START DATA RECORDS

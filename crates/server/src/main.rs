mod host;

use std::path::PathBuf;
use std::sync::Arc;

use anyhow::Context;
use system_capabilities::{InventoryService, ServiceConfig};
use tokio::io::BufReader;
use tracing::{info, warn};
use tracing_subscriber::EnvFilter;

const CONFIG_ENV: &str = "DISK_INVENTORY_CONFIG";
const DEFAULT_CONFIG_FILE: &str = "inventory.toml";

#[tokio::main]
async fn main() -> anyhow::Result<()> {
    let config = load_config()?;
    init_tracing(&config.log_level)?;

    info!(failure_mode = ?config.failure_mode, "starting disk inventory host");
    let service = Arc::new(InventoryService::new(&config));

    let stdin = BufReader::new(tokio::io::stdin());
    let stdout = tokio::io::stdout();

    tokio::select! {
        result = host::serve(service, stdin, stdout) => {
            result.context("host loop failed")?;
            info!("input closed, host exiting");
        }
        _ = tokio::signal::ctrl_c() => {
            warn!("shutdown signal received, stopping host");
        }
    }

    info!("host shutdown complete");
    Ok(())
}

fn load_config() -> anyhow::Result<ServiceConfig> {
    if let Some(path) = std::env::var_os(CONFIG_ENV) {
        let path = PathBuf::from(path);
        return ServiceConfig::from_file(&path)
            .with_context(|| format!("failed to load config from {}", path.display()));
    }

    let default_path = PathBuf::from(DEFAULT_CONFIG_FILE);
    if default_path.exists() {
        return ServiceConfig::from_file(&default_path)
            .context("failed to load config from inventory.toml");
    }

    Ok(ServiceConfig::default())
}

fn init_tracing(default_level: &str) -> anyhow::Result<()> {
    let env_filter =
        EnvFilter::try_from_default_env().or_else(|_| EnvFilter::try_new(default_level))?;

    // stdout 承载应答，日志只能写到 stderr。
    tracing_subscriber::fmt()
        .with_env_filter(env_filter)
        .with_writer(std::io::stderr)
        .init();
    Ok(())
}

END DATA RECORDS

WORK ORDER
The required result is an exact repetition of the lines from the one containing "fn init_tracing(default_level: &str)" through the last line of the data.

TASK RESULT
fn init_tracing(default_level: &str) -> anyhow::Result<()> {
    let env_filter =
        EnvFilter::try_from_default_env().or_else(|_| EnvFilter::try_new(default_level))?;

    // stdout 承载应答，日志只能写到 stderr。
    tracing_subscriber::fmt()
        .with_env_filter(env_filter)
        .with_writer(std::io::stderr)
        .init();
    Ok(())
}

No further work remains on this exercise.